Following a Passion

Happening Eugene kid comes home to give UO commencement address

Back in 1982 Miguel McKelvey’s mother, Lucia McKelvey, and a group of friends founded What’s Happening, the newspaper that would go on to become Eugene Weekly.

Some 36 years later, Miguel walked onto the stage at Matthew Knight Arena as the 2018 University of Oregon commencement speaker.

Those events, in some ways, are related.

Miguel McKelvey is the co-founder of WeWork, a shared office-space company with locations across the globe that was valued at $20 billion last August. He grew up in Eugene in what he describes as a matriarchal collective, graduating from South Eugene high in 1992 and from the UO with a degree in architecture in 1999.

Of his mother, McKelvey says that her “expectations were really alternative — there was nothing I was supposed to do in my life.”

After graduation, McKelvey went to Japan, which led to co-founding the English-learning networking site English, baby! and later, after a stint at a small architecture firm, he co-founded WeWork, where he is chief culture officer.

Introducing him at the UO commencement, President Michael Schill called him a “visionary” and “one of the most innovative entrepreneurs of our time.”

McKelvey kept students rapt during his speech, telling stories about growing up in Eugene and recalling an episode of dealing with rats after he moved to New York City. Being in magazines and newspapers weren’t as fulfilling as the process of figuring out that rat problem. It’s not just external validation, he said, emphasizing a theme of doing what you are passionate about and finding meaning in what you do.

“We’re all weirdos in our own way,” he told the cheering sea of green-clad graduates.

“There’s no ‘making it,’” he said. “No matter if you are the founder of a billion-dollar company, no matter what. I’m never going to make it.

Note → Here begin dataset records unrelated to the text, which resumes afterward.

//! Query and change feed request options.

use super::PartitionKey;
use crate::error::{ErrorCode, QueryError, QueryResult};

/// Options for a query.
#[derive(Debug, Clone, Default)]
pub struct QueryOptions {
    /// Routes the query to the single range owning this key.
    pub partition_key: Option<PartitionKey>,
    /// Required when no partition key is given and the collection has several ranges.
    pub enable_cross_partition_query: bool,
    /// Page size hint. Falls back to the client default.
    pub max_item_count: Option<u32>,
    /// Ask the service to attach query metrics to every response.
    pub populate_query_metrics: bool,
    /// Token returned by a previous iterator's `continuation()`.
    pub continuation: Option<String>,
}

impl QueryOptions {
    pub fn new() -> Self {
        Self::default()
    }

    pub fn partition_key(mut self, partition_key: impl Into<PartitionKey>) -> Self {
        self.partition_key = Some(partition_key.into());
        self
    }

    pub fn enable_cross_partition_query(mut self, enabled: bool) -> Self {
        self.enable_cross_partition_query = enabled;
        self
    }

    pub fn max_item_count(mut self, max_item_count: u32) -> Self {
        self.max_item_count = Some(max_item_count);
        self
    }

    pub fn populate_query_metrics(mut self, enabled: bool) -> Self {
        self.populate_query_metrics = enabled;
        self
    }

    pub fn continuation(mut self, continuation: impl Into<String>) -> Self {
        self.continuation = Some(continuation.into());
        self
    }
}

/// Options for a change feed read.
#[derive(Debug, Clone, Default)]
pub struct ChangeFeedOptions {
    /// Restricts the feed to one partition key range.
    pub partition_key_range_id: Option<String>,
    /// Restricts the feed to the changes of one partition key.
    pub partition_key: Option<PartitionKey>,
    /// Start at the earliest retained change instead of "now".
    pub is_start_from_beginning: bool,
    /// Etag or token to resume from; wins over `is_start_from_beginning`.
    pub continuation: Option<String>,
    /// Page size hint. Falls back to the client default.
    pub max_item_count: Option<u32>,
}

impl ChangeFeedOptions {
    pub fn new() -> Self {
        Self::default()
    }

    pub fn partition_key_range_id(mut self, id: impl Into<String>) -> Self {
        self.partition_key_range_id = Some(id.into());
        self
    }

    pub fn partition_key(mut self, partition_key: impl Into<PartitionKey>) -> Self {
        self.partition_key = Some(partition_key.into());
        self
    }

    pub fn start_from_beginning(mut self, enabled: bool) -> Self {
        self.is_start_from_beginning = enabled;
        self
    }

    pub fn continuation(mut self, continuation: impl Into<String>) -> Self {
        self.continuation = Some(continuation.into());
        self
    }

    pub fn max_item_count(mut self, max_item_count: u32) -> Self {
        self.max_item_count = Some(max_item_count);
        self
    }
}

/// Resolves the page size hint, rejecting zero.
pub(crate) fn resolve_max_item_count(requested: Option<u32>, default: u32) -> QueryResult<u32> {
    match requested {
        Some(0) => Err(QueryError::with_message(
            ErrorCode::InvalidOptions,
            "max_item_count must be at least 1",
        )),
        Some(n) => Ok(n),
        None => Ok(default.max(1)),
    }
}
//! Scripted in-process connector.
//!
//! Used by the test suites and selectable via `upstream.provider = "mock"`
//! for local development: sessions connect instantly and relay whatever the
//! owner injects with [`MockConnector::emit`].

use async_trait::async_trait;
use dashmap::{DashMap, DashSet};
use tokio::sync::mpsc;
use tokio_util::sync::CancellationToken;
use tracing::debug;

use super::{ConnectorError, LiveConnector, UpstreamSession};
use crate::event::UpstreamEvent;
use crate::models::StreamerId;

/// Connector whose sessions are driven by the test/caller.
#[derive(Default)]
pub struct MockConnector {
    /// Streamers whose handshake is scripted to fail.
    failing: DashSet<StreamerId>,
    /// Event injectors for live sessions.
    sessions: DashMap<StreamerId, mpsc::UnboundedSender<UpstreamEvent>>,
    /// Connect attempts per streamer, successful or not.
    connect_counts: DashMap<StreamerId, usize>,
}

impl MockConnector {
    #[must_use]
    pub fn new() -> Self {
        Self::default()
    }

    /// Script subsequent connect attempts for `streamer` to fail.
    pub fn fail_streamer(&self, streamer: impl Into<StreamerId>) {
        self.failing.insert(streamer.into());
    }

    /// Inject an upstream event into the live session for `streamer`.
    ///
    /// Returns `false` if no session is live for that streamer.
    pub fn emit(&self, streamer: &StreamerId, event: UpstreamEvent) -> bool {
        match self.sessions.get(streamer) {
            Some(tx) => tx.send(event).is_ok(),
            None => false,
        }
    }

    /// End the live session for `streamer` from the upstream side.
    pub fn end_session(&self, streamer: &StreamerId) {
        self.sessions.remove(streamer);
    }

    /// Number of connect attempts seen for `streamer`.
    #[must_use]
    pub fn connect_count(&self, streamer: &StreamerId) -> usize {
        self.connect_counts.get(streamer).map_or(0, |c| *c)
    }

    /// Whether a session for `streamer` is currently live and consumed.
    #[must_use]
    pub fn is_connected(&self, streamer: &StreamerId) -> bool {
        self.sessions.get(streamer).is_some_and(|tx| !tx.is_closed())
    }
}

#[async_trait]
impl LiveConnector for MockConnector {
    fn name(&self) -> &'static str {
        "mock"
    }

    async fn connect(&self, streamer: &StreamerId) -> Result<UpstreamSession, ConnectorError> {
        *self.connect_counts.entry(streamer.clone()).or_insert(0) += 1;

        if self.failing.contains(streamer) {
            debug!(streamer = %streamer, "Mock connect scripted to fail");
            return Err(ConnectorError::ConnectFailed {
                streamer: streamer.to_string(),
                reason: "scripted failure".to_string(),
            });
        }

        let (tx, rx) = mpsc::unbounded_channel();
        // Replaces any previous (now closed) session for the same streamer.
        self.sessions.insert(streamer.clone(), tx);
        debug!(streamer = %streamer, "Mock session connected");

        Ok(UpstreamSession::new(rx, CancellationToken::new()))
    }
}

#[cfg(test)]
mod tests {
    use super::*;

    #[tokio::test]
    async fn test_connect_and_emit() {
        let connector = MockConnector::new();
        let streamer = StreamerId::from("alice");

        let mut session = connector.connect(&streamer).await.unwrap();
        assert!(connector.is_connected(&streamer));
        assert_eq!(connector.connect_count(&streamer), 1);

        assert!(connector.emit(
            &streamer,
            UpstreamEvent::Chat {
                nickname: "bob".to_string(),
                comment: "hi".to_string(),
            },
        ));

        let event = session.recv().await.unwrap();
        assert_eq!(event.kind(), "chat");
    }

    #[tokio::test]
    async fn test_scripted_failure() {
        let connector = MockConnector::new();
        connector.fail_streamer("offline");

        let err = connector
            .connect(&StreamerId::from("offline"))
            .await
            .unwrap_err();
        assert!(matches!(err, ConnectorError::ConnectFailed { .. }));
        assert_eq!(connector.connect_count(&StreamerId::from("offline")), 1);
    }

    #[tokio::test]
    async fn test_dropped_session_is_no_longer_connected() {
        let connector = MockConnector::new();
        let streamer = StreamerId::from("alice");

        let session = connector.connect(&streamer).await.unwrap();
        drop(session);

        assert!(!connector.is_connected(&streamer));
        assert!(!connector.emit(
            &streamer,
            UpstreamEvent::Like {
                total_like_count: 1
            },
        ));
    }

    #[tokio::test]
    async fn test_upstream_side_end_closes_event_stream() {
        let connector = MockConnector::new();
        let streamer = StreamerId::from("alice");

        let mut session = connector.connect(&streamer).await.unwrap();
        connector.end_session(&streamer);

        assert_eq!(session.recv().await, None);
    }
}
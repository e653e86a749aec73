use nanoid::nanoid;
use serde::{Deserialize, Serialize};

/// Generate a 12-character nanoid for connection IDs
pub fn generate_id() -> String {
    nanoid!(12)
}

/// Streamer identifier: the platform username of a live-content source.
///
/// Opaque to the relay; it is the key for both the upstream registry and
/// the subscriber directory.
#[derive(Debug, Clone, PartialEq, Eq, Hash, Serialize, Deserialize)]
#[serde(transparent)]
pub struct StreamerId(pub String);

impl StreamerId {
    #[must_use]
    pub const fn from_string(id: String) -> Self {
        Self(id)
    }

    #[must_use]
    pub fn as_str(&self) -> &str {
        &self.0
    }
}

impl std::fmt::Display for StreamerId {
    fn fmt(&self, f: &mut std::fmt::Formatter<'_>) -> std::fmt::Result {
        write!(f, "{}", self.0)
    }
}

impl From<String> for StreamerId {
    fn from(s: String) -> Self {
        Self(s)
    }
}

impl From<&str> for StreamerId {
    fn from(s: &str) -> Self {
        Self(s.to_string())
    }
}

/// Downstream connection ID (CHAR(12) nanoid)
#[derive(Debug, Clone, PartialEq, Eq, Hash, Serialize, Deserialize)]
#[serde(transparent)]
pub struct ConnectionId(pub String);

impl ConnectionId {
    #[must_use]
    pub fn new() -> Self {
        Self(generate_id())
    }

    #[must_use]
    pub const fn from_string(id: String) -> Self {
        Self(id)
    }

    #[must_use]
    pub fn as_str(&self) -> &str {
        &self.0
    }
}

impl Default for ConnectionId {
    fn default() -> Self {
        Self::new()
    }
}

impl std::fmt::Display for ConnectionId {
    fn fmt(&self, f: &mut std::fmt::Formatter<'_>) -> std::fmt::Result {
        write!(f, "{}", self.0)
    }
}

impl From<String> for ConnectionId {
    fn from(s: String) -> Self {
        Self(s)
    }
}
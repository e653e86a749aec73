//! The relay core: subscriber directory + fan-out hub, the shared upstream
//! connection registry, and the session controller that ties them together.

pub mod controller;
pub mod error;
pub mod hub;
pub mod registry;

pub use controller::RelayController;
pub use error::{RelayError, Result};
pub use hub::{MessageSender, StreamerHub, Subscriber};
pub use registry::{ConnectionState, UpstreamConnection, UpstreamRegistry};
//! Subscriber WebSocket handler.
//!
//! One socket per subscriber. Outbound messages flow through an unbounded
//! channel drained by a writer task; the read loop feeds watch requests to
//! the relay controller and everything is cleaned up on transport close.

use axum::{
    extract::{
        ws::{Message, WebSocket, WebSocketUpgrade},
        State,
    },
    response::IntoResponse,
};
use futures::{SinkExt, StreamExt};
use tokio::sync::mpsc;
use tracing::{debug, error, info, warn};

use livecast_core::event::OutboundMessage;
use livecast_core::models::{ConnectionId, StreamerId};

use crate::http::AppState;
use crate::protocol::ClientMessage;

/// WebSocket handler for subscriber connections
pub async fn websocket_handler(
    State(state): State<AppState>,
    ws: WebSocketUpgrade,
) -> impl IntoResponse {
    ws.on_upgrade(move |socket| handle_socket(socket, state))
}

async fn handle_socket(socket: WebSocket, state: AppState) {
    let connection_id = ConnectionId::new();
    info!(connection_id = %connection_id, "Subscriber connected");

    let (mut ws_sink, mut ws_stream) = socket.split();

    // Channel for relayed messages; the hub holds the sender while the
    // subscriber is associated.
    let (tx, mut rx) = mpsc::unbounded_channel::<OutboundMessage>();

    // Writer task: drains relayed messages to the socket until every sender
    // (ours and the hub's) is gone.
    let writer_id = connection_id.clone();
    tokio::spawn(async move {
        while let Some(message) = rx.recv().await {
            let text = match serde_json::to_string(&message) {
                Ok(text) => text,
                Err(err) => {
                    error!(
                        connection_id = %writer_id,
                        error = %err,
                        "Failed to serialize outbound message"
                    );
                    continue;
                }
            };
            if ws_sink.send(Message::Text(text.into())).await.is_err() {
                debug!(connection_id = %writer_id, "Subscriber send failed, stopping writer");
                break;
            }
        }
    });

    while let Some(frame) = ws_stream.next().await {
        match frame {
            Ok(Message::Text(text)) => {
                let Some(message) = ClientMessage::parse(text.as_str()) else {
                    continue;
                };
                match message {
                    ClientMessage::ConnectStreamer { username } => {
                        let streamer = StreamerId::from_string(username);
                        if let Err(err) = state
                            .controller
                            .watch(&connection_id, streamer, tx.clone())
                            .await
                        {
                            warn!(
                                connection_id = %connection_id,
                                error = %err,
                                "Watch request rejected"
                            );
                        }
                    }
                }
            }
            Ok(Message::Close(_)) => break,
            Ok(_) => {
                // Binary, ping and pong frames are ignored
            }
            Err(err) => {
                debug!(connection_id = %connection_id, error = %err, "Subscriber socket error");
                break;
            }
        }
    }

    state.controller.disconnect(&connection_id).await;
    info!(connection_id = %connection_id, "Subscriber disconnected");
}
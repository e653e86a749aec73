use axum::{routing::get, Router};
use std::sync::Arc;
use tower_http::trace::TraceLayer;

use livecast_relay::RelayController;

pub mod ws;

/// Shared state for HTTP handlers
#[derive(Clone)]
pub struct AppState {
    pub controller: Arc<RelayController>,
}

/// Build the relay router: the subscriber WebSocket endpoint plus a health
/// probe.
pub fn router(state: AppState) -> Router {
    Router::new()
        .route("/ws", get(ws::websocket_handler))
        .route("/health", get(health))
        .layer(TraceLayer::new_for_http())
        .with_state(state)
}

async fn health() -> &'static str {
    "ok"
}
use dashmap::DashMap;
use std::sync::Arc;
use tokio::sync::mpsc;
use tracing::{debug, info, warn};

use livecast_core::event::OutboundMessage;
use livecast_core::models::{ConnectionId, StreamerId};

use crate::error::RelayError;

/// Message sender for a subscriber connection
pub type MessageSender = mpsc::UnboundedSender<OutboundMessage>;

/// Subscriber information
#[derive(Debug, Clone)]
pub struct Subscriber {
    pub connection_id: ConnectionId,
    pub sender: MessageSender,
}

/// In-memory hub routing normalized messages to the subscribers of each
/// streamer.
///
/// Holds the subscriber directory (connection -> streamer, one streamer per
/// connection) and performs the fan-out. Delivery is best-effort: a
/// subscriber whose channel is gone is pruned and the broadcast continues.
#[derive(Clone, Default)]
pub struct StreamerHub {
    /// Map of streamer -> subscribers watching it
    streamers: Arc<DashMap<StreamerId, Vec<Subscriber>>>,

    /// Map of connection_id -> streamer, for exclusive association and cleanup
    connections: Arc<DashMap<ConnectionId, StreamerId>>,
}

impl StreamerHub {
    #[must_use]
    pub fn new() -> Self {
        Self::default()
    }

    /// Associate `connection_id` with `streamer`, registering `sender` for
    /// fan-out.
    ///
    /// A connection watches exactly one streamer; a second association is
    /// rejected with [`RelayError::AlreadyWatching`] and leaves the existing
    /// one untouched.
    pub fn associate(
        &self,
        connection_id: ConnectionId,
        streamer: StreamerId,
        sender: MessageSender,
    ) -> Result<(), RelayError> {
        if let Some(current) = self.connections.get(&connection_id) {
            return Err(RelayError::AlreadyWatching {
                connection: connection_id.clone(),
                streamer: current.value().clone(),
            });
        }

        let subscriber = Subscriber {
            connection_id: connection_id.clone(),
            sender,
        };

        self.streamers
            .entry(streamer.clone())
            .or_default()
            .push(subscriber);
        self.connections
            .insert(connection_id.clone(), streamer.clone());

        info!(
            streamer = %streamer,
            connection_id = %connection_id,
            "Subscriber associated with streamer"
        );

        Ok(())
    }

    /// Remove `connection_id` from whatever streamer it watches.
    ///
    /// Returns the streamer it was removed from, or `None` if it was not
    /// associated.
    pub fn disassociate(&self, connection_id: &ConnectionId) -> Option<StreamerId> {
        let (_, streamer) = self.connections.remove(connection_id)?;

        if let Some(mut subscribers) = self.streamers.get_mut(&streamer) {
            subscribers.retain(|sub| sub.connection_id != *connection_id);

            if subscribers.is_empty() {
                drop(subscribers); // Drop the RefMut before removing
                self.streamers.remove(&streamer);
                debug!(streamer = %streamer, "Streamer has no more subscribers, removed");
            }
        }

        info!(
            streamer = %streamer,
            connection_id = %connection_id,
            "Subscriber disassociated from streamer"
        );

        Some(streamer)
    }

    /// Snapshot of the subscribers currently watching `streamer`.
    #[must_use]
    pub fn subscribers_of(&self, streamer: &StreamerId) -> Vec<Subscriber> {
        self.streamers
            .get(streamer)
            .map(|subscribers| subscribers.value().clone())
            .unwrap_or_default()
    }

    /// Broadcast a message to all subscribers of a streamer.
    ///
    /// Returns the number of subscribers the message was handed to. Send
    /// failures are isolated per subscriber: the failed connection is pruned
    /// and delivery to the rest continues.
    pub fn broadcast(&self, streamer: &StreamerId, message: &OutboundMessage) -> usize {
        let mut sent_count = 0;
        let mut failed_connections = Vec::new();

        if let Some(subscribers) = self.streamers.get(streamer) {
            for subscriber in subscribers.iter() {
                match subscriber.sender.send(message.clone()) {
                    Ok(()) => {
                        sent_count += 1;
                    }
                    Err(err) => {
                        warn!(
                            streamer = %streamer,
                            connection_id = %subscriber.connection_id,
                            error = %err,
                            "Failed to send message to subscriber, marking for cleanup"
                        );
                        failed_connections.push(subscriber.connection_id.clone());
                    }
                }
            }
        }

        // Clean up failed connections
        for conn_id in failed_connections {
            self.disassociate(&conn_id);
        }

        if sent_count > 0 {
            debug!(
                streamer = %streamer,
                sent_count = sent_count,
                message_type = %message.message_type(),
                "Broadcast complete"
            );
        }

        sent_count
    }

    /// Get the number of subscribers watching a streamer
    #[must_use]
    pub fn subscriber_count(&self, streamer: &StreamerId) -> usize {
        self.streamers
            .get(streamer)
            .map_or(0, |subscribers| subscribers.len())
    }

    /// Get the number of streamers with at least one subscriber
    #[must_use]
    pub fn streamer_count(&self) -> usize {
        self.streamers.len()
    }

    /// Get total number of associated connections
    #[must_use]
    pub fn connection_count(&self) -> usize {
        self.connections.len()
    }
}
//! Server lifecycle management
//!
//! Binds the subscriber WebSocket endpoint and runs until a shutdown signal
//! arrives.

use std::net::SocketAddr;
use std::sync::Arc;
use tracing::{error, info};

use livecast_api::{router, AppState};
use livecast_core::Config;
use livecast_relay::RelayController;

/// Livecast server - owns the configuration and the relay controller
pub struct RelayServer {
    config: Config,
    controller: Arc<RelayController>,
}

impl RelayServer {
    #[must_use]
    pub const fn new(config: Config, controller: Arc<RelayController>) -> Self {
        Self { config, controller }
    }

    /// Start the server and wait for shutdown signal
    pub async fn start(self) -> anyhow::Result<()> {
        let state = AppState {
            controller: Arc::clone(&self.controller),
        };
        let app = router(state);

        let addr: SocketAddr = self.config.listen_address().parse()?;
        let listener = tokio::net::TcpListener::bind(addr).await?;
        info!("WebSocket relay listening on {addr}");

        axum::serve(listener, app)
            .with_graceful_shutdown(shutdown_signal())
            .await?;

        info!("Server stopped");
        Ok(())
    }
}

async fn shutdown_signal() {
    if let Err(err) = tokio::signal::ctrl_c().await {
        error!("Failed to listen for shutdown signal: {err}");
        return;
    }
    info!("Shutdown signal received, stopping...");
}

There’s no such thing as ‘making it.’”

This is, McKelvey said, “because as soon as you think you have it figured out, as soon as you have your shit together and your life is moving in the right direction, something is going to come and turn it all around and flip it upside down and you’re going to have to figure it out all over again.”

That is scary, he said, “but also amazing,” as you get to re-invent yourself over and over again.

In an interview after his speech, McKelvey says of coming back to Eugene, “I do think when I was 16, I was pretty specific in what I thought would happen” — be a business major, get an MBA, become a stockbroker and be married with two kids by 26.

“I had it all pretty figured out,” he adds, “and it’s crazy how quickly that whole premise comes crashing down.”

McKelvey did wind up becoming an entrepreneur, he points out, but that was through studying design as well as the empathy and problem solving he learned in architecture school.

And how did growing up with a mother who founded a newspaper because she and her friends had a passion affect the entrepreneur McKelvey became?

“I think about that a lot,” he says, “because I do believe my framework and expectations of myself were completely different from most people.”

Lucia McKelvey and her small group of friends were creating something for themselves based not only on what they believed in but also on what they enjoyed — community, arts and political activism.

“That’s an ideal way to exist in the world — living and working in a way that supports your values,” he says, not only the way you impact the world, but also they way it affects you internally.

But why in the world, even in 1982, would you name a newspaper “What’s Happening?”

He laughs, “It wasn’t like they had some grand plan. It was very literal. It was a list of what’s happening.”

“They just did something that came naturally,” he says. Few people get that opportunity, that room, that time, that space. “WeWork is a safe place for that to happen,” he says.

WeWork has recently committed to hiring 1,500 refugees. When asked how other startups and businesses in Eugene and elsewhere can give back to their communities, McKelvey explains that the way to give back is to find an “authentic use of your energy” and connection to what your expertise is — to leverage your skills in way that’s impactful.

It’s not only important to find your passion in your work, but also in how you give back, he says. For the refugee program, it wasn’t a top-down decision at the company but one that came from the bottom. “We empowered them to do it.”

He adds, “The reason why that works is because our team is passionate about it.”